The most reliable test for THC is the blood test. A few states, like Washington and Colorado, have even established a kind of legal limit of marijuana in the blood: 5 nanograms of THC per milliliter.
But performing that test often requires that police drive a suspect to a hospital. And Fong says it's tough to interpret exactly what those tests mean for driving ability.
"Most of the marijuana testing has been done in human laboratories, and there you get a wide variety [of reactions]," he says. "So if you take 100 people and have the same blood level of marijuana, you'll have 100 different reactions."

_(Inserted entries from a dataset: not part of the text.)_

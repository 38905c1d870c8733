//! Pin and check detection by ray casting from the king.
//!
//! From the side-to-move's king square the eight rook/bishop rays are walked
//! outward. The first friendly piece on a ray is a pin candidate; a second
//! friendly piece cancels it. An enemy piece that attacks along the ray gives
//! check when nothing stands in between, or pins the candidate when exactly
//! one friendly piece does. Knight checks are probed separately and never
//! produce pins.
//!
//! The friendly king itself is transparent to the scan. King move generation
//! relies on this: it relocates only `king_squares` and rescans, so the
//! king's real square must not shield the destination from a slider.

use crate::game_state::chess_types::{
    Color, Direction, PieceKind, Square, KING_DIRECTIONS, KNIGHT_OFFSETS,
};
use crate::game_state::game_state::GameState;

/// A friendly piece confined to the ray running through it from the king.
#[derive(Debug, Clone, Copy, PartialEq, Eq)]
pub struct Pin {
    pub square: Square,
    /// Direction from the king towards the pinned piece.
    pub direction: Direction,
}

/// An enemy piece attacking the king.
#[derive(Debug, Clone, Copy, PartialEq, Eq)]
pub struct Check {
    pub square: Square,
    /// Direction (or knight offset) from the king towards the checker.
    pub direction: Direction,
}

#[derive(Debug, Clone, Default, PartialEq, Eq)]
pub struct CheckInfo {
    pub in_check: bool,
    pub checks: Vec<Check>,
    pub pins: Vec<Pin>,
}

impl GameState {
    /// Store a fresh scan as the position's check and pin state.
    pub(crate) fn refresh_check_state(&mut self) {
        let info = self.find_pins_and_checks();
        self.in_check = info.in_check;
        self.checks = info.checks;
        self.pins = info.pins;
    }

    /// Scan from the side-to-move's recorded king square.
    pub fn find_pins_and_checks(&self) -> CheckInfo {
        let ally = self.side_to_move;
        let enemy = ally.opposite();
        let king = self.king_square(ally);
        let mut info = CheckInfo::default();

        for direction in KING_DIRECTIONS {
            let mut possible_pin: Option<Pin> = None;
            for step in 1..8 {
                let Some(square) = king.offset(direction, step) else {
                    break;
                };
                let Some(piece) = self.board.get(square) else {
                    continue;
                };

                if piece.color == ally {
                    if piece.kind == PieceKind::King {
                        continue;
                    }
                    if possible_pin.is_some() {
                        break;
                    }
                    possible_pin = Some(Pin { square, direction });
                    continue;
                }

                if attacks_along_ray(piece.kind, enemy, direction, step) {
                    match possible_pin {
                        None => {
                            info.in_check = true;
                            info.checks.push(Check { square, direction });
                        }
                        Some(pin) => info.pins.push(pin),
                    }
                }
                break;
            }
        }

        for offset in KNIGHT_OFFSETS {
            let Some(square) = king.offset(offset, 1) else {
                continue;
            };
            if self
                .board
                .get(square)
                .is_some_and(|piece| piece.is(enemy, PieceKind::Knight))
            {
                info.in_check = true;
                info.checks.push(Check {
                    square,
                    direction: offset,
                });
            }
        }

        info
    }

    /// Squares a non-king move may land on to answer a single check: the
    /// checker's square, plus every square strictly between it and the king
    /// for sliding checkers.
    pub(crate) fn check_block_squares(&self, check: Check) -> Vec<Square> {
        let checker_is_knight = self
            .board
            .get(check.square)
            .is_some_and(|piece| piece.kind == PieceKind::Knight);
        if checker_is_knight {
            return vec![check.square];
        }

        let king = self.king_square(self.side_to_move);
        let mut squares = Vec::with_capacity(7);
        for step in 1..8 {
            let Some(square) = king.offset(check.direction, step) else {
                break;
            };
            squares.push(square);
            if square == check.square {
                break;
            }
        }
        squares
    }
}

/// Whether an enemy piece of `kind` met `distance` steps from the king along
/// `direction` attacks the king.
fn attacks_along_ray(kind: PieceKind, enemy: Color, direction: Direction, distance: i8) -> bool {
    match kind {
        PieceKind::Rook => direction.is_orthogonal(),
        PieceKind::Bishop => !direction.is_orthogonal(),
        PieceKind::Queen => true,
        PieceKind::King => distance == 1,
        // An enemy pawn sits one row "behind" its own push direction from the
        // square it attacks.
        PieceKind::Pawn => {
            distance == 1
                && !direction.is_orthogonal()
                && direction.d_row == -enemy.pawn_direction()
        }
        PieceKind::Knight => false,
    }
}

#[cfg(test)]
mod tests {
    use crate::game_state::castling_rights::CastlingRights;
    use crate::game_state::chess_types::{Color, Direction, Square};
    use crate::game_state::game_state::GameState;

    #[test]
    fn starting_position_has_no_checks_or_pins() {
        let info = GameState::new_game().find_pins_and_checks();
        assert!(!info.in_check);
        assert!(info.checks.is_empty());
        assert!(info.pins.is_empty());
    }

    #[test]
    fn detects_pin_behind_single_blocker() {
        let game = GameState::from_diagram(
            "....r..k
             ........
             ........
             ........
             ........
             ........
             ....N...
             ....K...",
            Color::Light,
            CastlingRights::NONE,
        )
        .expect("position should build");
        let info = game.find_pins_and_checks();
        assert!(!info.in_check);
        assert_eq!(info.pins.len(), 1);
        assert_eq!(info.pins[0].square, Square::new(6, 4));
        assert_eq!(info.pins[0].direction, Direction::new(-1, 0));
    }

    #[test]
    fn two_blockers_cancel_the_pin() {
        let game = GameState::from_diagram(
            "....r..k
             ........
             ........
             ........
             ....P...
             ........
             ....N...
             ....K...",
            Color::Light,
            CastlingRights::NONE,
        )
        .expect("position should build");
        assert!(game.find_pins_and_checks().pins.is_empty());
    }

    #[test]
    fn detects_double_check_from_rook_and_knight() {
        let game = GameState::from_diagram(
            "....r..k
             ........
             ........
             ........
             ........
             ...n....
             ........
             ....K...",
            Color::Light,
            CastlingRights::NONE,
        )
        .expect("position should build");
        let info = game.find_pins_and_checks();
        assert!(info.in_check);
        assert_eq!(info.checks.len(), 2);
    }

    #[test]
    fn pawns_only_check_along_their_capture_diagonals() {
        // Black pawn on d2 attacks e1; a black pawn diagonally "below" would not.
        let attacked = GameState::from_diagram(
            ".......k
             ........
             ........
             ........
             ........
             ........
             ...p....
             ....K...",
            Color::Light,
            CastlingRights::NONE,
        )
        .expect("position should build");
        assert!(attacked.find_pins_and_checks().in_check);

        let not_attacked = GameState::from_diagram(
            ".......k
             ........
             ........
             ........
             ........
             ....K...
             ...p....
             ........",
            Color::Light,
            CastlingRights::NONE,
        )
        .expect("position should build");
        assert!(!not_attacked.find_pins_and_checks().in_check);
    }

    #[test]
    fn sliding_check_block_squares_end_at_checker() {
        let game = GameState::from_diagram(
            "b......k
             ........
             ........
             ........
             ........
             ........
             ........
             .......K",
            Color::Light,
            CastlingRights::NONE,
        )
        .expect("position should build");
        let info = game.find_pins_and_checks();
        assert_eq!(info.checks.len(), 1);
        let squares = game.check_block_squares(info.checks[0]);
        assert_eq!(squares.len(), 7);
        assert_eq!(squares.last(), Some(&Square::new(0, 0)));
    }
}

California, the first state to legalize medical marijuana, recently conducted a roadside study at night, finding around 7 percent of drivers had marijuana in their systems.
Los Angeles is now at the forefront of law enforcement's response. The city has a federal grant to try out a new roadside drug test: oral swabs. City Attorney Mike Feuer calls the technology "the wave of the future."

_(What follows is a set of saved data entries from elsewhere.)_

//! Terminal-oriented Unicode board renderer.
//!
//! Creates a human-readable board view from the mailbox for debugging, tests,
//! and the self-play driver.

use crate::game_state::chess_move::Move;
use crate::game_state::chess_types::{Color, Piece, PieceKind, Square};
use crate::game_state::game_state::GameState;
use crate::utils::algebraic::row_to_rank;

/// Render the board to a Unicode string for terminal output, White at the
/// bottom.
pub fn render_game_state(game_state: &GameState) -> String {
    let mut out = String::new();

    out.push_str("  a b c d e f g h\n");

    for row in 0..8u8 {
        out.push(row_to_rank(row));
        out.push(' ');

        for col in 0..8u8 {
            match game_state.piece_at(Square::new(row, col)) {
                Some(piece) => out.push(piece_to_unicode(piece)),
                None => out.push('·'),
            }

            if col < 7 {
                out.push(' ');
            }
        }

        out.push(' ');
        out.push(row_to_rank(row));
        out.push('\n');
    }

    out.push_str("  a b c d e f g h");

    out
}

/// Numbered move list, two plies per line: `1. e4 e5`.
pub fn render_move_log(moves: &[Move]) -> String {
    moves
        .chunks(2)
        .enumerate()
        .map(|(index, pair)| {
            let plies: Vec<String> = pair.iter().map(Move::to_string).collect();
            format!("{}. {}", index + 1, plies.join(" "))
        })
        .collect::<Vec<_>>()
        .join("\n")
}

fn piece_to_unicode(piece: Piece) -> char {
    match (piece.color, piece.kind) {
        (Color::Light, PieceKind::Pawn) => '♙',
        (Color::Light, PieceKind::Knight) => '♘',
        (Color::Light, PieceKind::Bishop) => '♗',
        (Color::Light, PieceKind::Rook) => '♖',
        (Color::Light, PieceKind::Queen) => '♕',
        (Color::Light, PieceKind::King) => '♔',
        (Color::Dark, PieceKind::Pawn) => '♟',
        (Color::Dark, PieceKind::Knight) => '♞',
        (Color::Dark, PieceKind::Bishop) => '♝',
        (Color::Dark, PieceKind::Rook) => '♜',
        (Color::Dark, PieceKind::Queen) => '♛',
        (Color::Dark, PieceKind::King) => '♚',
    }
}

#[cfg(test)]
mod tests {
    use super::*;

    #[test]
    fn initial_position_renders_with_white_at_the_bottom() {
        let game = GameState::new_game();
        let text = render_game_state(&game);
        let lines: Vec<&str> = text.lines().collect();
        assert_eq!(lines.len(), 10);
        assert_eq!(lines[1], "8 ♜ ♞ ♝ ♛ ♚ ♝ ♞ ♜ 8");
        assert_eq!(lines[5], "4 · · · · · · · · 4");
        assert_eq!(lines[8], "1 ♖ ♘ ♗ ♕ ♔ ♗ ♘ ♖ 1");
    }

    #[test]
    fn move_log_pairs_plies() {
        let mut game = GameState::new_game();
        for (start, end) in [
            (Square::new(6, 4), Square::new(4, 4)),
            (Square::new(1, 4), Square::new(3, 4)),
            (Square::new(7, 6), Square::new(5, 5)),
        ] {
            let mv = game
                .legal_move_for(start, end)
                .expect("opening move should be legal");
            game.make_move(mv).expect("move should apply");
        }
        assert_eq!(render_move_log(game.move_log()), "1. e4 e5\n2. Nf3");
    }
}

"This is a technique under which, in the field, at the time of the traffic stop, an officer can test the saliva of the driver and get an immediate result as to whether there are drugs present in his or her system," Feuer says.
Feuer says the admissibility in court of the swabbing hasn't been tested in California but is likely to be tested in the coming months or next year. Legislation regarding the swabs could be down the road as well, he says.
The goal of all of this, Feuer says, is to assure that there is an effective means of determining whether a driver is impaired, not just for prosecution but also to prevent people from driving under the influence in the first place.
"The more commonly known it is that we have a quick and effective technique for determining that, the more I hope people are deterred from getting behind the wheel with drugs or alcohol in their system," he says.
Judgment Vs. Numbers
Advocates in favor of marijuana legalization say they agree that people should know their limits and should not drive while impaired. But they're concerned that police officers will substitute this new technology — and an "arbitrary" legal limit — for their own judgment.
"I think that people want to have a clear-cut, black-and-white solution," says Mason Tvert, the communications director for the Marijuana Policy Project, a pro-legalization group. "They want a specific number that we can use to just say that this person is impaired or not. Unfortunately, it's a little more of a gray area than that."
Tvert says simply having a number attached to "impairment" could result in people who are perfectly sober being arrested and charged. He suggests that the law enforcement official's judgment should also come into play.
A bigger concern for Tvert is not the number of pot smokers getting behind the wheel but "excessive and overzealous reporting" on the subject. He does agree, however, that driving under the influence of marijuana is something that needs to be addressed and discouraged.
"We allow adults to use alcohol responsibly, and we punish adults if they use it irresponsibly, and that includes driving while drunk," he says. "We should be doing the same thing with marijuana."
It's in that area that Tvert and Feuer share some common ground.
"I'm optimistic that as the debate around legalization of marijuana continues in this country, there will be no debate ... around the notion that we should be educating the public about the fact that driving while impaired could lead another family to suffer a loss from which they can never recover," Feuer says.
That legalization debate is continuing this year: It's likely that marijuana initiatives will be on the ballot in Alaska and Oregon. As the momentum increases for marijuana legalization, police and lawmakers say they have to respond, even with so much still unknown.